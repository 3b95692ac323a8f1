//! Flow Execution Module
//!
//! Runs flow instances: suspends them when their handlers dispatch calls
//! and resumes them when replies arrive.
//!
//! # Architecture
//!
//! - [`engine`]: the engine driving instances from message to message
//! - [`context`]: what a state handler sees while it runs
//! - [`instance`]: per-instance data, including the outstanding call registry

pub mod context;
pub mod engine;
pub mod instance;

pub use context::FlowContext;
pub use engine::{Delivery, EngineConfig, FlowEngine};
pub use instance::{FlowInstance, InstanceStatus, ParentLink, PendingCall};
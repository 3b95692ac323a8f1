//! Workflow State and Checkpoint Persistence
//!
//! [`WorkflowState`] is the named-value bag attached to one flow instance.
//! It is the only handler-visible data that survives suspension.
//!
//! [`InstanceCheckpoint`] wraps a whole instance so it can be written to
//! `{state_dir}/{instance_id}.state` after every processed message and
//! restored after a restart.

use std::collections::BTreeMap;
use std::fs;
use std::path::{Path, PathBuf};

use chrono::{DateTime, Utc};
use log::{debug, info};
use serde::de::DeserializeOwned;
use serde::{Deserialize, Serialize};
use serde_json::Value;

use crate::error::{EngineError, StateError};
use crate::execution::instance::FlowInstance;
use crate::flow::model::InstanceId;

/// File extension used for checkpoint files.
const STATE_EXTENSION: &str = "state";

/// Checkpoint format version.
pub const CHECKPOINT_VERSION: u32 = 1;

#[derive(Serialize, Deserialize, Clone, Debug, PartialEq)]
struct StateEntry {
    value: Value,
    /// State handler that first wrote the key
    owner: String,
}

/// Per-instance mapping of name to value.
///
/// Each key belongs to the state that first wrote it. Later handlers may
/// read it but an attempt to overwrite it from another state is rejected.
#[derive(Serialize, Deserialize, Clone, Debug, Default, PartialEq)]
pub struct WorkflowState {
    entries: BTreeMap<String, StateEntry>,
}

impl WorkflowState {
    /// Creates an empty state.
    pub fn new() -> Self {
        Self::default()
    }

    /// Writes `key` on behalf of the state handler `owner`.
    pub fn set<T: Serialize>(&mut self, owner: &str, key: &str, value: &T) -> Result<(), StateError> {
        let value = serde_json::to_value(value)?;

        if let Some(existing) = self.entries.get_mut(key) {
            if existing.owner != owner {
                return Err(StateError::NotOwner {
                    key: key.to_string(),
                    owner: existing.owner.clone(),
                    writer: owner.to_string(),
                });
            }
            existing.value = value;
            return Ok(());
        }

        self.entries.insert(
            key.to_string(),
            StateEntry {
                value,
                owner: owner.to_string(),
            },
        );
        Ok(())
    }

    /// Reads and decodes `key`.
    pub fn get<T: DeserializeOwned>(&self, key: &str) -> Result<Option<T>, serde_json::Error> {
        self.entries
            .get(key)
            .map(|entry| serde_json::from_value(entry.value.clone()))
            .transpose()
    }

    /// Returns the raw value stored under `key`.
    pub fn get_value(&self, key: &str) -> Option<&Value> {
        self.entries.get(key).map(|entry| &entry.value)
    }

    /// Returns the state that owns `key`.
    pub fn owner_of(&self, key: &str) -> Option<&str> {
        self.entries.get(key).map(|entry| entry.owner.as_str())
    }

    pub fn contains(&self, key: &str) -> bool {
        self.entries.contains_key(key)
    }

    pub fn len(&self) -> usize {
        self.entries.len()
    }

    pub fn is_empty(&self) -> bool {
        self.entries.is_empty()
    }

    /// Iterates over the stored keys in sorted order.
    pub fn keys(&self) -> impl Iterator<Item = &str> {
        self.entries.keys().map(String::as_str)
    }
}

/// A serialized flow instance.
#[derive(Serialize, Deserialize, Clone, Debug)]
pub struct InstanceCheckpoint {
    pub version: u32,
    pub saved_at: DateTime<Utc>,
    pub instance: FlowInstance,
}

impl InstanceCheckpoint {
    pub fn new(instance: FlowInstance) -> Self {
        Self {
            version: CHECKPOINT_VERSION,
            saved_at: Utc::now(),
            instance,
        }
    }

    /// Writes the checkpoint to `{dir}/{instance_id}.state`.
    pub fn save(&self, dir: &Path) -> Result<PathBuf, EngineError> {
        fs::create_dir_all(dir)?;

        let path = Self::path_for(dir, self.instance.id);
        let json = serde_json::to_string_pretty(self)
            .map_err(|e| EngineError::Checkpoint(format!("Failed to encode checkpoint: {}", e)))?;

        // Write-then-rename so a crash never leaves a truncated checkpoint.
        let tmp = path.with_extension("state.tmp");
        fs::write(&tmp, json)?;
        fs::rename(&tmp, &path)?;

        debug!("Saved checkpoint for {} to {}", self.instance.id, path.display());
        Ok(path)
    }

    /// Loads the checkpoint of `id` from `dir`.
    pub fn load(dir: &Path, id: InstanceId) -> Result<Self, EngineError> {
        let path = Self::path_for(dir, id);
        let content = fs::read_to_string(&path)?;

        let checkpoint: InstanceCheckpoint = serde_json::from_str(&content).map_err(|e| {
            EngineError::Checkpoint(format!(
                "Failed to parse checkpoint '{}': {}",
                path.display(),
                e
            ))
        })?;

        if checkpoint.version != CHECKPOINT_VERSION {
            return Err(EngineError::Checkpoint(format!(
                "Unsupported checkpoint version {} in '{}'",
                checkpoint.version,
                path.display()
            )));
        }

        info!("Loaded checkpoint for {} from {}", id, path.display());
        Ok(checkpoint)
    }

    /// Lists the instance ids that have a checkpoint in `dir`.
    pub fn list(dir: &Path) -> Result<Vec<InstanceId>, EngineError> {
        if !dir.exists() {
            return Ok(Vec::new());
        }

        let mut ids = Vec::new();
        for entry in fs::read_dir(dir)? {
            let path = entry?.path();
            if path.extension().and_then(|e| e.to_str()) != Some(STATE_EXTENSION) {
                continue;
            }
            if let Some(id) = path
                .file_stem()
                .and_then(|s| s.to_str())
                .and_then(InstanceId::parse)
            {
                ids.push(id);
            }
        }
        ids.sort();
        Ok(ids)
    }

    /// Deletes the checkpoint of `id`, if present.
    pub fn delete(dir: &Path, id: InstanceId) -> Result<(), EngineError> {
        let path = Self::path_for(dir, id);
        if path.exists() {
            fs::remove_file(&path)?;
            info!("Deleted checkpoint: {}", path.display());
        }
        Ok(())
    }

    fn path_for(dir: &Path, id: InstanceId) -> PathBuf {
        dir.join(format!("{}.{}", id, STATE_EXTENSION))
    }
}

• • • • • • •

--- What you have to do ---
Your answer must consist only of the lines from the start of the records above through the line with "that survives suspension.", each retyped exactly.

--- Task answer ---
repository 3b95692ac323a8f1
//! Flow Execution Module
//!
//! Runs flow instances: suspends them when their handlers dispatch calls
//! and resumes them when replies arrive.
//!
//! # Architecture
//!
//! - [`engine`]: the engine driving instances from message to message
//! - [`context`]: what a state handler sees while it runs
//! - [`instance`]: per-instance data, including the outstanding call registry

pub mod context;
pub mod engine;
pub mod instance;

pub use context::FlowContext;
pub use engine::{Delivery, EngineConfig, FlowEngine};
pub use instance::{FlowInstance, InstanceStatus, ParentLink, PendingCall};
repository 3b95692ac323a8f1
//! Workflow State and Checkpoint Persistence
//!
//! [`WorkflowState`] is the named-value bag attached to one flow instance.
//! It is the only handler-visible data that survives suspension.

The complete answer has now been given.